» **THE PROBLEM**
Work through the entries below and show every line in which "constructor" is found.

» **RECORDS FOR THE TASK**

//! The global built-ins, bound to a realm.
//!
//! A [`Bridge`] can only be built from a [`Realm`], and a realm is fully
//! bootstrapped by the time its constructor returns, so no operation can run
//! against a half-initialized global object.
//!
//! Every operation is pure and total except the two decoders, which may
//! return [`BuiltinError::MalformedUri`](crate::BuiltinError::MalformedUri).

use crate::error::Result;
use crate::number::to_number;
use crate::realm::Realm;
use crate::uri;
use crate::value::{TypeTag, Value};

/// Stateless access to the host's global functions and operators.
#[derive(Debug, Clone, Copy)]
pub struct Bridge<'r> {
    realm: &'r Realm,
}

impl<'r> Bridge<'r> {
    pub fn new(realm: &'r Realm) -> Self {
        Self { realm }
    }

    pub fn realm(&self) -> &'r Realm {
        self.realm
    }

    /// `encodeURI`
    pub fn encode_uri(&self, input: &str) -> String {
        uri::encode_uri(input)
    }

    /// `decodeURI`
    pub fn decode_uri(&self, input: &str) -> Result<String> {
        uri::decode_uri(input)
    }

    /// `encodeURIComponent`
    pub fn encode_uri_component(&self, input: &str) -> String {
        uri::encode_uri_component(input)
    }

    /// `decodeURIComponent`
    pub fn decode_uri_component(&self, input: &str) -> Result<String> {
        uri::decode_uri_component(input)
    }

    /// `isFinite`: coerces to a number, then rejects NaN and both infinities.
    pub fn is_finite(&self, value: &Value) -> bool {
        to_number(self.realm, value).is_finite()
    }

    /// `isNaN`: coerces to a number, then tests for NaN. Values that cannot
    /// be coerced are NaN.
    pub fn is_nan(&self, value: &Value) -> bool {
        to_number(self.realm, value).is_nan()
    }

    /// The `typeof` operator.
    ///
    /// The absent-object sentinel reports `"object"`, exactly as the host does.
    pub fn type_of(&self, value: &Value) -> TypeTag {
        match value {
            Value::Undefined => TypeTag::Undefined,
            Value::Null => TypeTag::Object,
            Value::Boolean(_) => TypeTag::Boolean,
            Value::Number(_) => TypeTag::Number,
            Value::String(_) => TypeTag::String,
            Value::Symbol(_) => TypeTag::Symbol,
            Value::Object(id) | Value::Function(id) => {
                if self.realm.is_callable(*id) {
                    TypeTag::Function
                } else {
                    TypeTag::Object
                }
            }
        }
    }

    /// The `instanceof` operator: walks `value`'s prototype chain looking for
    /// `constructor.prototype`.
    ///
    /// Primitives are never instances, even of their own wrapper constructor.
    /// A right-hand side that is not a function with a prototype object yields
    /// `false` where the host would throw.
    pub fn instance_of(&self, value: &Value, constructor: &Value) -> bool {
        let Some(target) = constructor
            .as_object_id()
            .and_then(|id| self.realm.function_prototype_object(id))
        else {
            log::trace!("instanceof: right-hand side has no prototype object");
            return false;
        };
        let Some(mut current) = value.as_object_id() else {
            return false;
        };
        while let Some(proto) = self.realm.prototype_of(current) {
            if proto == target {
                return true;
            }
            current = proto;
        }
        false
    }
}
//! Core data structures for the gadget store triple model.
//!
//! Terms are a tagged union rather than raw strings so that a decimal `"5"` and a
//! string `"5"` never compare equal.

use crate::error::{CatalogError, Result};
use chrono::NaiveDate;
use regex::Regex;
use std::fmt;
use std::sync::{Arc, OnceLock};

pub mod vocab;
pub use vocab::EntityKind;

/// An opaque, namespace-qualified identifier. Compared by exact string equality.
#[derive(Clone, Debug, PartialEq, Eq, Hash, PartialOrd, Ord)]
pub struct Iri(Arc<str>);

impl Iri {
    pub fn new(value: impl AsRef<str>) -> Self {
        Self(Arc::from(value.as_ref()))
    }

    pub fn as_str(&self) -> &str {
        &self.0
    }

    /// The part after the last `#` or `/`, used for display and entity ids.
    pub fn local_name(&self) -> &str {
        let value = self.as_str();
        match value.rfind(|c| c == '#' || c == '/') {
            Some(idx) => &value[idx + 1..],
            None => value,
        }
    }
}

impl fmt::Display for Iri {
    fn fmt(&self, f: &mut fmt::Formatter<'_>) -> fmt::Result {
        f.write_str(&self.0)
    }
}

impl From<&str> for Iri {
    fn from(value: &str) -> Self {
        Iri::new(value)
    }
}

fn decimal_regex() -> &'static Regex {
    static DECIMAL: OnceLock<Regex> = OnceLock::new();
    DECIMAL.get_or_init(|| {
        Regex::new(r"^[+-]?([0-9]+(\.[0-9]*)?|\.[0-9]+)$").expect("decimal pattern is valid")
    })
}

/// A typed scalar value. Equality uses lexical form plus datatype.
///
/// The representation is private: every literal is built through [`Literal::string`],
/// [`Literal::decimal`], [`Literal::date`] or [`Literal::from_typed`], so a decimal
/// always carries a valid lexical form and a known datatype always gets its
/// dedicated variant.
#[derive(Clone, Debug, PartialEq, Eq, Hash, PartialOrd, Ord)]
pub struct Literal(LiteralValue);

#[derive(Clone, Debug, PartialEq, Eq, Hash, PartialOrd, Ord)]
enum LiteralValue {
    String(String),
    Decimal(String),
    Date(NaiveDate),
    /// Any other datatype, carried through untouched
    Typed { lexical: String, datatype: Iri },
}

impl Literal {
    pub fn string(value: impl Into<String>) -> Self {
        Literal(LiteralValue::String(value.into()))
    }

    pub fn decimal(lexical: impl AsRef<str>) -> Result<Self> {
        let lexical = lexical.as_ref().trim();
        if decimal_regex().is_match(lexical) {
            Ok(Literal(LiteralValue::Decimal(lexical.to_string())))
        } else {
            Err(CatalogError::InvalidLiteral {
                datatype: vocab::XSD_DECIMAL.to_string(),
                lexical: lexical.to_string(),
            })
        }
    }

    /// Parses an ISO-8601 calendar date (`YYYY-MM-DD`).
    pub fn date(lexical: impl AsRef<str>) -> Result<Self> {
        let lexical = lexical.as_ref().trim();
        NaiveDate::parse_from_str(lexical, "%Y-%m-%d")
            .map(|date| Literal(LiteralValue::Date(date)))
            .map_err(|_| CatalogError::InvalidLiteral {
                datatype: vocab::XSD_DATE.to_string(),
                lexical: lexical.to_string(),
            })
    }

    /// Builds a literal from a lexical form and a datatype IRI, routing the three
    /// known datatypes to their dedicated variants.
    pub fn from_typed(lexical: impl Into<String>, datatype: Iri) -> Result<Self> {
        let lexical = lexical.into();
        match datatype.as_str() {
            vocab::XSD_STRING => Ok(Literal::string(lexical)),
            vocab::XSD_DECIMAL => Literal::decimal(&lexical),
            vocab::XSD_DATE => Literal::date(&lexical),
            _ => Ok(Literal(LiteralValue::Typed { lexical, datatype })),
        }
    }

    pub fn lexical_form(&self) -> String {
        match &self.0 {
            LiteralValue::String(value) | LiteralValue::Decimal(value) => value.clone(),
            LiteralValue::Date(date) => date.format("%Y-%m-%d").to_string(),
            LiteralValue::Typed { lexical, .. } => lexical.clone(),
        }
    }

    pub fn datatype(&self) -> &str {
        match &self.0 {
            LiteralValue::String(_) => vocab::XSD_STRING,
            LiteralValue::Decimal(_) => vocab::XSD_DECIMAL,
            LiteralValue::Date(_) => vocab::XSD_DATE,
            LiteralValue::Typed { datatype, .. } => datatype.as_str(),
        }
    }
}

impl fmt::Display for Literal {
    fn fmt(&self, f: &mut fmt::Formatter<'_>) -> fmt::Result {
        f.write_str(&self.lexical_form())
    }
}

/// Anything that can sit in the object position of a statement.
#[derive(Clone, Debug, PartialEq, Eq, Hash, PartialOrd, Ord)]
pub enum Term {
    Iri(Iri),
    Literal(Literal),
}

impl Term {
    pub fn as_iri(&self) -> Option<&Iri> {
        match self {
            Term::Iri(iri) => Some(iri),
            Term::Literal(_) => None,
        }
    }

    pub fn as_literal(&self) -> Option<&Literal> {
        match self {
            Term::Literal(literal) => Some(literal),
            Term::Iri(_) => None,
        }
    }
}

/// Renders the full IRI or the literal's lexical form, which is what result
/// tables show in their cells.
impl fmt::Display for Term {
    fn fmt(&self, f: &mut fmt::Formatter<'_>) -> fmt::Result {
        match self {
            Term::Iri(iri) => iri.fmt(f),
            Term::Literal(literal) => literal.fmt(f),
        }
    }
}

impl From<Iri> for Term {
    fn from(iri: Iri) -> Self {
        Term::Iri(iri)
    }
}

impl From<Literal> for Term {
    fn from(literal: Literal) -> Self {
        Term::Literal(literal)
    }
}

/// An immutable (subject, predicate, object) fact.
#[derive(Clone, Debug, PartialEq, Eq, Hash, PartialOrd, Ord)]
pub struct Statement {
    subject: Iri,
    predicate: Iri,
    object: Term,
}

impl Statement {
    pub fn new(subject: Iri, predicate: Iri, object: impl Into<Term>) -> Self {
        Self { subject, predicate, object: object.into() }
    }

    pub fn subject(&self) -> &Iri {
        &self.subject
    }

    pub fn predicate(&self) -> &Iri {
        &self.predicate
    }

    pub fn object(&self) -> &Term {
        &self.object
    }
}

impl fmt::Display for Statement {
    fn fmt(&self, f: &mut fmt::Formatter<'_>) -> fmt::Result {
        write!(f, "<{}> <{}> ", self.subject, self.predicate)?;
        match &self.object {
            Term::Iri(iri) => write!(f, "<{}> .", iri),
            Term::Literal(literal) => {
                write!(f, "{:?}^^<{}> .", literal.lexical_form(), literal.datatype())
            }
        }
    }
}

#[cfg(test)]
mod tests {
    use super::*;

    #[test]
    fn test_local_name() {
        assert_eq!(Iri::new("http://example.org/gadgetstore#iPhone15").local_name(), "iPhone15");
        assert_eq!(Iri::new("http://xmlns.com/foaf/0.1/name").local_name(), "name");
        assert_eq!(Iri::new("urn-without-separator").local_name(), "urn-without-separator");
    }

    #[test]
    fn test_literal_equality_includes_datatype() {
        let as_string = Literal::string("5");
        let as_decimal = Literal::decimal("5").unwrap();
        assert_ne!(as_string, as_decimal);
        assert_eq!(as_string.lexical_form(), as_decimal.lexical_form());
    }

    #[test]
    fn test_decimal_validation() {
        assert!(Literal::decimal("1500000.0").is_ok());
        assert!(Literal::decimal("-.5").is_ok());
        assert!(Literal::decimal("12,50").is_err());
        assert!(Literal::decimal("").is_err());
    }

    #[test]
    fn test_date_round_trips_iso_form() {
        let date = Literal::date("2024-03-09").unwrap();
        assert_eq!(date.lexical_form(), "2024-03-09");
        assert_eq!(date.datatype(), vocab::XSD_DATE);
        assert!(Literal::date("09/03/2024").is_err());
    }

    #[test]
    fn test_from_typed_routes_known_datatypes() {
        let lit = Literal::from_typed("42", Iri::new(vocab::XSD_DECIMAL)).unwrap();
        assert_eq!(lit, Literal::decimal("42").unwrap());
        let lit = Literal::from_typed("2024-02-29", Iri::new(vocab::XSD_DATE)).unwrap();
        assert_eq!(lit, Literal::date("2024-02-29").unwrap());
        assert!(Literal::from_typed("12,50", Iri::new(vocab::XSD_DECIMAL)).is_err());
        let lit = Literal::from_typed("true", Iri::new(vocab::XSD_BOOLEAN)).unwrap();
        assert_eq!(lit.datatype(), vocab::XSD_BOOLEAN);
        assert_eq!(lit.lexical_form(), "true");
    }
}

» **TASK ANSWER**
//! bootstrapped by the time its constructor returns, so no operation can run
    /// `constructor.prototype`.
    /// Primitives are never instances, even of their own wrapper constructor.
    pub fn instance_of(&self, value: &Value, constructor: &Value) -> bool {
        let Some(target) = constructor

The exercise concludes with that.